use std::sync::Arc;

use async_trait::async_trait;
use serde_json::Value;
use tracing::{error, info, warn};
use wizard_flow::{Context, NextAction, Result, Task, TaskResult};

use super::navigation::step_status;
use super::session_keys;
use crate::api::BookingsApi;
use crate::models::{BookingDraft, BookingOutcome, BookingPayload, WizardStep};
use crate::notifications::ToastBus;
use crate::quote::PriceEstimate;

pub const BOOKED_MESSAGE: &str = "Booking created successfully";
pub const QUOTATION_MESSAGE: &str =
    "Quotation request submitted. We will be in touch with a price shortly.";
const REJECTED_MESSAGE: &str = "The booking could not be created. Please try again.";

pub const TASK_ID: &str = "submit_booking";

/// Assemble the body sent to the bookings API
pub fn build_payload(draft: &BookingDraft, estimate: Option<&PriceEstimate>) -> BookingPayload {
    let schedule = &draft.schedule;
    BookingPayload {
        service_id: draft.service_id.trim().to_string(),
        category: draft.category.clone(),
        booking_type: schedule.booking_type,
        date: schedule.date,
        time: schedule.time,
        service_hours: schedule.service_hours,
        start_date: schedule.start_date,
        end_date: schedule.end_date,
        selected_days: schedule.selected_days.iter().copied().collect(),
        customer: draft.customer.clone(),
        address: draft.address.clone(),
        insurance: draft.insurance.clone().filter(|_| draft.use_insurance),
        payment_method: draft.payment_method,
        service_requirements: draft.service_requirements.clone(),
        notes: draft.notes.clone(),
        price_condition: estimate.map(PriceEstimate::condition),
        support_item_number: estimate
            .and_then(PriceEstimate::quote)
            .map(|quote| quote.support_item_number.clone()),
        hourly_price: estimate.and_then(PriceEstimate::hourly_price),
        total_price: estimate.and_then(PriceEstimate::total),
        requires_quotation: estimate.is_some_and(PriceEstimate::requires_quotation),
    }
}

/// Sends the finished draft to the bookings API. Success ends the session;
/// any failure puts it back on the payment step.
pub struct SubmitBookingTask {
    bookings: Arc<dyn BookingsApi>,
    toasts: Arc<ToastBus>,
}

impl SubmitBookingTask {
    pub fn new(bookings: Arc<dyn BookingsApi>, toasts: Arc<ToastBus>) -> Self {
        Self { bookings, toasts }
    }

    fn back_to_payment(&self, session_id: &str, message: String) -> TaskResult {
        self.toasts.error(Some(session_id), message);
        TaskResult::new_with_status(
            Some(WizardStep::Payment.title().to_string()),
            NextAction::GoTo(WizardStep::Payment.task_id().to_string()),
            Some(step_status(WizardStep::Payment)),
        )
    }
}

#[async_trait]
impl Task for SubmitBookingTask {
    fn id(&self) -> &str {
        TASK_ID
    }

    async fn run(&self, context: Context) -> Result<TaskResult> {
        let session_id = context
            .get::<String>(session_keys::SESSION_ID)
            .await
            .unwrap_or_else(|| "unknown".to_string());
        let draft: BookingDraft = context.get(session_keys::DRAFT).await.unwrap_or_default();
        let estimate: Option<PriceEstimate> = context.get(session_keys::ESTIMATE).await;

        let payload = build_payload(&draft, estimate.as_ref());
        info!(
            session_id = %session_id,
            service_id = %payload.service_id,
            requires_quotation = payload.requires_quotation,
            "creating booking"
        );

        let response = match self.bookings.create_booking(&payload).await {
            Ok(response) => response,
            Err(e) => {
                error!(
                    session_id = %session_id,
                    error = %e,
                    network = e.is_network(),
                    "booking request failed"
                );
                return Ok(self.back_to_payment(&session_id, e.user_message()));
            }
        };

        if !response.success {
            let message = response
                .message
                .filter(|message| !message.trim().is_empty())
                .unwrap_or_else(|| REJECTED_MESSAGE.to_string());
            warn!(session_id = %session_id, message = %message, "booking rejected");
            return Ok(self.back_to_payment(&session_id, message));
        }

        let outcome = if response.requires_quotation {
            BookingOutcome::QuotationRequested {
                quotation: response.quotation.unwrap_or(Value::Null),
                message: response
                    .message
                    .unwrap_or_else(|| QUOTATION_MESSAGE.to_string()),
            }
        } else {
            BookingOutcome::Booked {
                booking: response.booking.unwrap_or(Value::Null),
                message: BOOKED_MESSAGE.to_string(),
            }
        };
        let message = match &outcome {
            BookingOutcome::Booked { message, .. }
            | BookingOutcome::QuotationRequested { message, .. } => message.clone(),
        };

        info!(session_id = %session_id, "booking submitted");
        self.toasts.success(Some(&session_id), message.clone());
        context.set(session_keys::OUTCOME, &outcome).await?;

        Ok(TaskResult::new_with_status(
            Some(message),
            NextAction::End,
            Some("Booking submitted".to_string()),
        ))
    }
}

#[cfg(test)]
mod tests {
    use super::*;
    use crate::models::{ExactServiceQuote, InsuranceDetails, ScheduleDetails};
    use crate::pricing::PriceCondition;
    use chrono::NaiveDate;
    use pretty_assertions::assert_eq;
    use rust_decimal_macros::dec;
    use std::collections::BTreeSet;

    fn quote() -> ExactServiceQuote {
        ExactServiceQuote {
            support_item_number: "01_011_0107_1_1".into(),
            support_item_name: "Assistance With Self-Care Activities".into(),
            condition: Some("regular".into()),
            unit: Some("H".into()),
            price: Some(serde_json::json!(500)),
            price_type: None,
            quote_required: false,
        }
    }

    #[test]
    fn payload_carries_computed_price() {
        let mut draft = BookingDraft {
            service_id: " svc-1 ".into(),
            ..Default::default()
        };
        draft.set_schedule(ScheduleDetails {
            date: NaiveDate::from_ymd_opt(2025, 3, 10),
            service_hours: Some(dec!(2)),
            selected_days: BTreeSet::from([1]),
            ..Default::default()
        });
        let estimate = PriceEstimate::Priced {
            quote: quote(),
            condition: PriceCondition::Regular,
            hourly_price: dec!(500),
            service_hours: dec!(2),
            billable_days: 1,
            total: dec!(1000),
        };

        let payload = build_payload(&draft, Some(&estimate));

        assert_eq!(payload.service_id, "svc-1");
        assert_eq!(payload.total_price, Some(dec!(1000)));
        assert_eq!(payload.support_item_number.as_deref(), Some("01_011_0107_1_1"));
        assert!(payload.selected_days.is_empty());
        assert!(!payload.requires_quotation);
    }

    #[test]
    fn payload_without_estimate_has_no_price() {
        let draft = BookingDraft {
            use_insurance: false,
            insurance: Some(InsuranceDetails::default()),
            ..Default::default()
        };

        let payload = build_payload(&draft, None);

        assert_eq!(payload.total_price, None);
        assert_eq!(payload.price_condition, None);
        assert_eq!(payload.insurance, None);
        assert!(!payload.requires_quotation);
    }
}
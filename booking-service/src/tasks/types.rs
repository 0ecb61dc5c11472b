use serde::{Deserialize, Serialize};

/// Context keys shared by the wizard tasks and the wizard facade
pub mod session_keys {
    pub const SESSION_ID: &str = "session_id";
    /// Pending navigation command, consumed by the step task that runs next
    pub const COMMAND: &str = "command";
    pub const DRAFT: &str = "draft";
    pub const CATALOGUE: &str = "catalogue";
    pub const FIELD_ERRORS: &str = "field_errors";
    pub const ESTIMATE: &str = "estimate";
    pub const QUOTE_CACHE: &str = "quote_cache";
    pub const SAVED_ADDRESSES: &str = "saved_addresses";
    pub const OUTCOME: &str = "outcome";
}

#[derive(Debug, Clone, Copy, PartialEq, Eq, Serialize, Deserialize)]
#[serde(rename_all = "camelCase")]
pub enum NavigationCommand {
    Next,
    Previous,
    Submit,
}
---
Task details — Make an exact copy of every record in the listing.

Task response —
use std::sync::Arc;

use async_trait::async_trait;
use serde_json::Value;
use tracing::{error, info, warn};
use wizard_flow::{Context, NextAction, Result, Task, TaskResult};

use super::navigation::step_status;
use super::session_keys;
use crate::api::BookingsApi;
use crate::models::{BookingDraft, BookingOutcome, BookingPayload, WizardStep};
use crate::notifications::ToastBus;
use crate::quote::PriceEstimate;

pub const BOOKED_MESSAGE: &str = "Booking created successfully";
pub const QUOTATION_MESSAGE: &str =
    "Quotation request submitted. We will be in touch with a price shortly.";
const REJECTED_MESSAGE: &str = "The booking could not be created. Please try again.";

pub const TASK_ID: &str = "submit_booking";

/// Assemble the body sent to the bookings API
pub fn build_payload(draft: &BookingDraft, estimate: Option<&PriceEstimate>) -> BookingPayload {
    let schedule = &draft.schedule;
    BookingPayload {
        service_id: draft.service_id.trim().to_string(),
        category: draft.category.clone(),
        booking_type: schedule.booking_type,
        date: schedule.date,
        time: schedule.time,
        service_hours: schedule.service_hours,
        start_date: schedule.start_date,
        end_date: schedule.end_date,
        selected_days: schedule.selected_days.iter().copied().collect(),
        customer: draft.customer.clone(),
        address: draft.address.clone(),
        insurance: draft.insurance.clone().filter(|_| draft.use_insurance),
        payment_method: draft.payment_method,
        service_requirements: draft.service_requirements.clone(),
        notes: draft.notes.clone(),
        price_condition: estimate.map(PriceEstimate::condition),
        support_item_number: estimate
            .and_then(PriceEstimate::quote)
            .map(|quote| quote.support_item_number.clone()),
        hourly_price: estimate.and_then(PriceEstimate::hourly_price),
        total_price: estimate.and_then(PriceEstimate::total),
        requires_quotation: estimate.is_some_and(PriceEstimate::requires_quotation),
    }
}

/// Sends the finished draft to the bookings API. Success ends the session;
/// any failure puts it back on the payment step.
pub struct SubmitBookingTask {
    bookings: Arc<dyn BookingsApi>,
    toasts: Arc<ToastBus>,
}

impl SubmitBookingTask {
    pub fn new(bookings: Arc<dyn BookingsApi>, toasts: Arc<ToastBus>) -> Self {
        Self { bookings, toasts }
    }

    fn back_to_payment(&self, session_id: &str, message: String) -> TaskResult {
        self.toasts.error(Some(session_id), message);
        TaskResult::new_with_status(
            Some(WizardStep::Payment.title().to_string()),
            NextAction::GoTo(WizardStep::Payment.task_id().to_string()),
            Some(step_status(WizardStep::Payment)),
        )
    }
}

#[async_trait]
impl Task for SubmitBookingTask {
    fn id(&self) -> &str {
        TASK_ID
    }

    async fn run(&self, context: Context) -> Result<TaskResult> {
        let session_id = context
            .get::<String>(session_keys::SESSION_ID)
            .await
            .unwrap_or_else(|| "unknown".to_string());
        let draft: BookingDraft = context.get(session_keys::DRAFT).await.unwrap_or_default();
        let estimate: Option<PriceEstimate> = context.get(session_keys::ESTIMATE).await;

        let payload = build_payload(&draft, estimate.as_ref());
        info!(
            session_id = %session_id,
            service_id = %payload.service_id,
            requires_quotation = payload.requires_quotation,
            "creating booking"
        );

        let response = match self.bookings.create_booking(&payload).await {
            Ok(response) => response,
            Err(e) => {
                error!(
                    session_id = %session_id,
                    error = %e,
                    network = e.is_network(),
                    "booking request failed"
                );
                return Ok(self.back_to_payment(&session_id, e.user_message()));
            }
        };

        if !response.success {
            let message = response
                .message
                .filter(|message| !message.trim().is_empty())
                .unwrap_or_else(|| REJECTED_MESSAGE.to_string());
            warn!(session_id = %session_id, message = %message, "booking rejected");
            return Ok(self.back_to_payment(&session_id, message));
        }

        let outcome = if response.requires_quotation {
            BookingOutcome::QuotationRequested {
                quotation: response.quotation.unwrap_or(Value::Null),
                message: response
                    .message
                    .unwrap_or_else(|| QUOTATION_MESSAGE.to_string()),
            }
        } else {
            BookingOutcome::Booked {
                booking: response.booking.unwrap_or(Value::Null),
                message: BOOKED_MESSAGE.to_string(),
            }
        };
        let message = match &outcome {
            BookingOutcome::Booked { message, .. }
            | BookingOutcome::QuotationRequested { message, .. } => message.clone(),
        };

        info!(session_id = %session_id, "booking submitted");
        self.toasts.success(Some(&session_id), message.clone());
        context.set(session_keys::OUTCOME, &outcome).await?;

        Ok(TaskResult::new_with_status(
            Some(message),
            NextAction::End,
            Some("Booking submitted".to_string()),
        ))
    }
}

#[cfg(test)]
mod tests {
    use super::*;
    use crate::models::{ExactServiceQuote, InsuranceDetails, ScheduleDetails};
    use crate::pricing::PriceCondition;
    use chrono::NaiveDate;
    use pretty_assertions::assert_eq;
    use rust_decimal_macros::dec;
    use std::collections::BTreeSet;

    fn quote() -> ExactServiceQuote {
        ExactServiceQuote {
            support_item_number: "01_011_0107_1_1".into(),
            support_item_name: "Assistance With Self-Care Activities".into(),
            condition: Some("regular".into()),
            unit: Some("H".into()),
            price: Some(serde_json::json!(500)),
            price_type: None,
            quote_required: false,
        }
    }

    #[test]
    fn payload_carries_computed_price() {
        let mut draft = BookingDraft {
            service_id: " svc-1 ".into(),
            ..Default::default()
        };
        draft.set_schedule(ScheduleDetails {
            date: NaiveDate::from_ymd_opt(2025, 3, 10),
            service_hours: Some(dec!(2)),
            selected_days: BTreeSet::from([1]),
            ..Default::default()
        });
        let estimate = PriceEstimate::Priced {
            quote: quote(),
            condition: PriceCondition::Regular,
            hourly_price: dec!(500),
            service_hours: dec!(2),
            billable_days: 1,
            total: dec!(1000),
        };

        let payload = build_payload(&draft, Some(&estimate));

        assert_eq!(payload.service_id, "svc-1");
        assert_eq!(payload.total_price, Some(dec!(1000)));
        assert_eq!(payload.support_item_number.as_deref(), Some("01_011_0107_1_1"));
        assert!(payload.selected_days.is_empty());
        assert!(!payload.requires_quotation);
    }

    #[test]
    fn payload_without_estimate_has_no_price() {
        let draft = BookingDraft {
            use_insurance: false,
            insurance: Some(InsuranceDetails::default()),
            ..Default::default()
        };

        let payload = build_payload(&draft, None);

        assert_eq!(payload.total_price, None);
        assert_eq!(payload.price_condition, None);
        assert_eq!(payload.insurance, None);
        assert!(!payload.requires_quotation);
    }
}
filename booking-service/src/tasks/types.rs
repository 0ecb61dc5c11472b
use serde::{Deserialize, Serialize};

/// Context keys shared by the wizard tasks and the wizard facade
pub mod session_keys {
    pub const SESSION_ID: &str = "session_id";
    /// Pending navigation command, consumed by the step task that runs next
    pub const COMMAND: &str = "command";
    pub const DRAFT: &str = "draft";
    pub const CATALOGUE: &str = "catalogue";
    pub const FIELD_ERRORS: &str = "field_errors";
    pub const ESTIMATE: &str = "estimate";
    pub const QUOTE_CACHE: &str = "quote_cache";
    pub const SAVED_ADDRESSES: &str = "saved_addresses";
    pub const OUTCOME: &str = "outcome";
}

#[derive(Debug, Clone, Copy, PartialEq, Eq, Serialize, Deserialize)]
#[serde(rename_all = "camelCase")]
pub enum NavigationCommand {
    Next,
    Previous,
    Submit,
}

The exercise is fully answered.